INFORMATION REPOSITORY

Relevance of analytical separation science

Updated on December 20, 2024

The importance of analytical separation science can hardly be overestimated. We cannot imagine our modern society without clean water, safe food, and effective medication. Maintaining all these achievements would not be possible without analytical separation science. The textbook on the subject does not bring a catalogue of the thousands of possible applications. Below is one attempt to categorize these, creating an arbitrary distinction in four categories, Processes, Products, Nature and Environment.

The categories are not independent. For example, do surface waters belong with Nature or with Environment? However, the classification is helpful to recognize the importance of analytical separation science.

Societal processes are not restricted to one box. Waste-water treatment plant produce clean surface water or drinking water that is free of pollutants (and drugs). Natural grains (organic produce) are an excellent soured of food, but to ensure good harvests pesticides may be used for crop protection, but residues of these should be minimal in food. Food and pesticides can be seen as conflicting products.

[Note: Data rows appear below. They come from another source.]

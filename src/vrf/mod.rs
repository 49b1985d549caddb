//! VRF resource management.
//!
//! [`VrfApi`] is the cache-aware controller client; [`states`] holds
//! the reconciliation engine over it. [`VrfConfig`] describes what a
//! VRF should look like, [`VrfData`] what the controller says it looks
//! like, and [`VrfPayload`] is the validated wire shape in between.

pub mod api;
pub mod config;
pub mod data;
pub mod payload;
pub mod states;
pub mod template;

pub use api::{BASE_PATH, VrfApi};
pub use config::{VrfConfig, validate_batch};
pub use data::VrfData;
pub use payload::VrfPayload;
pub use states::reconcile;
pub use template::{VrfTemplate, VrfTemplateConfig};
//! Desired VRF configuration and per-mode validation.

use serde::{Deserialize, Serialize};
use serde_json::{Map, Value};

use crate::{ReconcileMode, Result, VrfError};

use super::payload::VrfPayload;
use super::template::{VrfTemplate, VrfTemplateConfig};

fn default_vrf_template() -> String {
    VrfTemplate::DefaultVrfUniversal.as_str().to_string()
}

fn default_extension_template() -> String {
    VrfTemplate::DefaultVrfExtensionUniversal.as_str().to_string()
}

fn default_deploy() -> bool {
    true
}

/// One desired VRF from the caller's batch.
///
/// The canonical configuration shape shared by every mode. Which fields
/// are actually mandatory varies by mode — `deleted` needs only the
/// fabric, `replaced` needs the full identity — so validation happens
/// per mode via [`validate_batch`], always before any network call.
#[derive(Debug, Clone, PartialEq, Serialize, Deserialize)]
pub struct VrfConfig {
    pub fabric: String,
    #[serde(default)]
    pub vrf_name: String,
    /// Absent means the controller auto-assigns an id (merged mode).
    #[serde(default)]
    pub vrf_id: Option<u32>,
    #[serde(default = "default_vrf_template")]
    pub vrf_template: String,
    #[serde(default)]
    pub vrf_template_config: VrfTemplateConfig,
    #[serde(default = "default_extension_template")]
    pub vrf_extension_template: String,
    #[serde(default)]
    pub service_vrf_template: Option<Map<String, Value>>,
    #[serde(default = "default_deploy")]
    pub deploy: bool,
}

impl VrfConfig {
    /// Minimal config naming one VRF, as `deleted`/`query` use.
    pub fn named(fabric: impl Into<String>, vrf_name: impl Into<String>) -> Self {
        Self {
            fabric: fabric.into(),
            vrf_name: vrf_name.into(),
            vrf_id: None,
            vrf_template: default_vrf_template(),
            vrf_template_config: VrfTemplateConfig::default(),
            vrf_extension_template: default_extension_template(),
            service_vrf_template: None,
            deploy: true,
        }
    }

    /// Config addressing a whole fabric (empty VRF name).
    pub fn whole_fabric(fabric: impl Into<String>) -> Self {
        Self::named(fabric, "")
    }

    /// Convert to the wire payload. Template configurations become the
    /// JSON strings the controller expects.
    pub fn to_payload(&self) -> Result<VrfPayload> {
        let payload = VrfPayload {
            fabric: self.fabric.clone(),
            vrf_name: self.vrf_name.clone(),
            vrf_id: self.vrf_id.unwrap_or(0),
            vrf_template: self.vrf_template.clone(),
            vrf_template_config: self.vrf_template_config.to_json_string()?,
            vrf_extension_template: self.vrf_extension_template.clone(),
            service_vrf_template: self
                .service_vrf_template
                .as_ref()
                .map(serde_json::to_string)
                .transpose()?,
            source: None,
            deploy: self.deploy,
        };
        payload.validate()?;
        Ok(payload)
    }

    fn validate_for(&self, mode: ReconcileMode) -> std::result::Result<(), String> {
        if self.fabric.is_empty() || self.fabric.len() > 64 {
            return Err("fabric must be 1-64 characters".into());
        }
        if self.vrf_name.len() > 32 {
            return Err("vrf_name must be at most 32 characters".into());
        }
        match mode {
            ReconcileMode::Merged => {
                if self.vrf_name.is_empty() {
                    return Err("vrf_name is required for merged state".into());
                }
            }
            ReconcileMode::Replaced | ReconcileMode::Overridden => {
                if self.vrf_name.is_empty() {
                    return Err(format!("vrf_name is required for {mode} state"));
                }
                if self.vrf_id.is_none() {
                    return Err(format!("vrf_id is required for {mode} state"));
                }
            }
            // Empty vrf_name addresses the whole fabric.
            ReconcileMode::Deleted | ReconcileMode::Query => {}
        }
        Ok(())
    }
}

/// Validate a whole batch against a mode's schema.
///
/// Atomic: the first invalid item aborts the batch, reporting its index
/// and the failing field. Nothing is sent to the controller for a batch
/// that does not validate.
pub fn validate_batch(mode: ReconcileMode, configs: &[VrfConfig]) -> Result<()> {
    for (index, config) in configs.iter().enumerate() {
        config
            .validate_for(mode)
            .map_err(|reason| VrfError::Validation { index, reason })?;
    }
    Ok(())
}
//! Cache-aware VRF attachment client.

use std::collections::HashMap;
use std::sync::{Arc, Mutex, PoisonError};

use serde_json::Value;
use tracing::debug;

use crate::cache::{CacheManager, CachedResourceService, ResourceKind};
use crate::transport::{ControllerResponse, Sender, Verb};
use crate::vrf::BASE_PATH;
use crate::{Result, VrfError};

use super::config::VrfAttachmentConfig;
use super::payload::{SwitchAttachPayload, VrfAttachmentPayload};

/// Fabric-wide switch inventory endpoint, used to resolve management
/// IPs to the serial numbers the attachment API wants.
pub const INVENTORY_PATH: &str =
    "/appcenter/cisco/ndfc/api/v1/lan-fabric/rest/inventory/allswitches";

/// VRF attachment API client.
///
/// Attach and detach go through the same endpoint — a detach is an
/// attachment row with `deployment: false`. Successful attaches write
/// the controller's answer through to the cache keyed by VRF name;
/// successful detaches evict it. Queries always bypass the cache.
pub struct VrfAttachmentApi {
    sender: Arc<dyn Sender>,
    cache: CachedResourceService<Value>,
    // (fabric, ip) -> serial. Lives as long as the client; switch
    // serials don't change within one batch run.
    serials: Mutex<HashMap<(String, String), String>>,
}

impl VrfAttachmentApi {
    /// Client with a fresh cache (five-minute default TTL).
    pub fn new(sender: Arc<dyn Sender>) -> Self {
        Self::with_cache_manager(sender, CacheManager::new())
    }

    /// Client with an injected cache manager.
    pub fn with_cache_manager(sender: Arc<dyn Sender>, manager: CacheManager<Value>) -> Self {
        Self {
            sender,
            cache: CachedResourceService::new(manager, ResourceKind::VrfAttachment),
            serials: Mutex::new(HashMap::new()),
        }
    }

    fn attachments_path(fabric: &str) -> String {
        format!("{BASE_PATH}/{fabric}/vrfs/attachments")
    }

    /// Resolve a switch management IP to its serial number via the
    /// fabric inventory, memoized for the life of the client.
    pub async fn resolve_serial(&self, fabric: &str, ip_address: &str) -> Result<String> {
        let memo_key = (fabric.to_string(), ip_address.to_string());
        if let Some(serial) = self
            .serials
            .lock()
            .unwrap_or_else(PoisonError::into_inner)
            .get(&memo_key)
        {
            return Ok(serial.clone());
        }

        let resp = self.sender.send(Verb::Get, INVENTORY_PATH, None).await?;
        if !resp.is_success() {
            return Err(VrfError::Controller {
                status: resp.return_code,
                message: resp.message,
            });
        }

        let mut serials = self
            .serials
            .lock()
            .unwrap_or_else(PoisonError::into_inner);
        for record in resp.records() {
            if let (Some(ip), Some(serial)) = (
                record.get("ipAddress").and_then(Value::as_str),
                record.get("serialNumber").and_then(Value::as_str),
            ) {
                serials.insert((fabric.to_string(), ip.to_string()), serial.to_string());
            }
        }
        serials.get(&memo_key).cloned().ok_or_else(|| {
            VrfError::SwitchNotFound {
                ip: ip_address.to_string(),
                fabric: fabric.to_string(),
            }
        })
    }

    /// Build the wire rows for a desired config, resolving serials.
    /// `deployment` overrides every row's flag when given (detaches
    /// force it to false).
    async fn build_rows(
        &self,
        config: &VrfAttachmentConfig,
        deployment: Option<bool>,
    ) -> Result<Vec<SwitchAttachPayload>> {
        let mut rows = Vec::with_capacity(config.switch_attachments.len());
        for attach in &config.switch_attachments {
            let serial_number = self
                .resolve_serial(&config.fabric, &attach.ip_address)
                .await?;
            rows.push(SwitchAttachPayload {
                fabric: config.fabric.clone(),
                vrf_name: config.vrf_name.clone(),
                serial_number,
                vlan_id: attach.vlan_id,
                deployment: deployment.unwrap_or(attach.deployment),
                extension_values: attach.encoded_extension_values()?,
                freeform_config: attach.freeform_config.clone().unwrap_or_default(),
                instance_values: attach.encoded_instance_values()?,
            });
        }
        Ok(rows)
    }

    /// POST an attachment payload. The controller expects a list.
    async fn post_attachment(
        &self,
        fabric: &str,
        payload: &VrfAttachmentPayload,
    ) -> Result<ControllerResponse> {
        payload.validate()?;
        let body = Value::Array(vec![serde_json::to_value(payload)?]);
        self.sender
            .send(Verb::Post, &Self::attachments_path(fabric), Some(&body))
            .await
    }

    /// Attach a VRF to the configured switches.
    pub async fn attach(&self, config: &VrfAttachmentConfig) -> Result<ControllerResponse> {
        let payload = VrfAttachmentPayload {
            vrf_name: config.vrf_name.clone(),
            lan_attach_list: self.build_rows(config, None).await?,
        };
        let resp = self.post_attachment(&config.fabric, &payload).await?;
        if resp.is_success() {
            self.cache
                .update_cache_after_create(&config.fabric, &config.vrf_name, resp.data.clone());
            debug!(fabric = %config.fabric, vrf = %config.vrf_name, "attached VRF");
        }
        Ok(resp)
    }

    /// Detach a VRF from the configured switches (`deployment: false`
    /// rows through the same endpoint).
    pub async fn detach(&self, config: &VrfAttachmentConfig) -> Result<ControllerResponse> {
        let payload = VrfAttachmentPayload {
            vrf_name: config.vrf_name.clone(),
            lan_attach_list: self.build_rows(config, Some(false)).await?,
        };
        let resp = self.post_attachment(&config.fabric, &payload).await?;
        if resp.is_success() {
            self.cache
                .remove_from_cache_after_delete(&config.fabric, &config.vrf_name);
            debug!(fabric = %config.fabric, vrf = %config.vrf_name, "detached VRF");
        }
        Ok(resp)
    }

    /// Detach pre-built rows — used when the rows come from the
    /// controller's own records rather than a desired config.
    pub async fn detach_rows(
        &self,
        fabric: &str,
        vrf_name: &str,
        mut rows: Vec<SwitchAttachPayload>,
    ) -> Result<ControllerResponse> {
        for row in &mut rows {
            row.deployment = false;
        }
        let payload = VrfAttachmentPayload {
            vrf_name: vrf_name.to_string(),
            lan_attach_list: rows,
        };
        let resp = self.post_attachment(fabric, &payload).await?;
        if resp.is_success() {
            self.cache.remove_from_cache_after_delete(fabric, vrf_name);
        }
        Ok(resp)
    }

    /// Query one VRF's attachment rows. Always bypasses the cache.
    pub async fn query(&self, fabric: &str, vrf_name: &str) -> Result<ControllerResponse> {
        let path = format!("{BASE_PATH}/{fabric}/vrfs/{vrf_name}/attachments");
        self.sender.send(Verb::Get, &path, None).await
    }

    /// Query every attachment in a fabric. Always bypasses the cache.
    pub async fn query_all(&self, fabric: &str) -> Result<ControllerResponse> {
        self.sender
            .send(Verb::Get, &Self::attachments_path(fabric), None)
            .await
    }

    /// Drop every cached attachment for `fabric`.
    pub fn invalidate_fabric_cache(&self, fabric: &str) {
        self.cache.invalidate_fabric_cache(fabric);
    }
}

Many other products are developed and controlled by analytical separation science. Pharmaceuticals are one of the most-important types of products. The purity of active pharmaceutical ingredients (APIs), including enantiomeric purity, is a critical issue in western medicine. With the advent of modern biopharmaceuticals, such as oligonucleotides, separation scientists are facing new challenges. Determining effective dosages with minimal side effects is a process that must be studied before new medications can be released. Studying the efficacy and monitoring the composition of traditional (natural) medicines pose even greater challenges to analytical separation science.

Other samples from nature, such as plants, cells, organisms tend to be equally complicated. The detailed study of biosystems through “omics” (proteomics, metabolomics, etc.) have spurred the development for reliable high-resolution separation methods, usually hyphenated with mass spectrometry.